# Instructions for the task
In the records below, find the line containing "commands::validate(&cli.config).await?;", then extract that line and all subsequent lines exactly, leaving out everything else.

= Beginning of Section =

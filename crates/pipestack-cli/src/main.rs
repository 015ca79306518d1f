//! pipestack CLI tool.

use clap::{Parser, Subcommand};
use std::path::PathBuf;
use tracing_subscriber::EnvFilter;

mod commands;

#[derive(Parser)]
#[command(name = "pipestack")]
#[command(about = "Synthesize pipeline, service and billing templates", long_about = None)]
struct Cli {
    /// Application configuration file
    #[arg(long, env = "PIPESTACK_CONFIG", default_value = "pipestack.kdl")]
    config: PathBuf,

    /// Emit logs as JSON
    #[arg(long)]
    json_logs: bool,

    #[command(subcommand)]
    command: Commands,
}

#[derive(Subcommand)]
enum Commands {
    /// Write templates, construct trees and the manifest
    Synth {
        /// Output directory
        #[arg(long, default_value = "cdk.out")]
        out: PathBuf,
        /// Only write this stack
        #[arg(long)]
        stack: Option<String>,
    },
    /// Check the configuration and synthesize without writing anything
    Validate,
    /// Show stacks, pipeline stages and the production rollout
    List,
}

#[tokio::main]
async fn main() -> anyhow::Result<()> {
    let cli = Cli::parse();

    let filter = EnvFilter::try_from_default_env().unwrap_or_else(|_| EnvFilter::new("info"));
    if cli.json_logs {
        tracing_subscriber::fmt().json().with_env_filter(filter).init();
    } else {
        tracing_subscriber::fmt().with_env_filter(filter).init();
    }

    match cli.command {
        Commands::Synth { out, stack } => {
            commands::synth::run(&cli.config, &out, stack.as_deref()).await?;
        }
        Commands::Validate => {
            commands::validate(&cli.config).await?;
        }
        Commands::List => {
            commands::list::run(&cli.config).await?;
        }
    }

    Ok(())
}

= End of Section =

# Problem solution
            commands::validate(&cli.config).await?;
        }
        Commands::List => {
            commands::list::run(&cli.config).await?;
        }
    }

    Ok(())
}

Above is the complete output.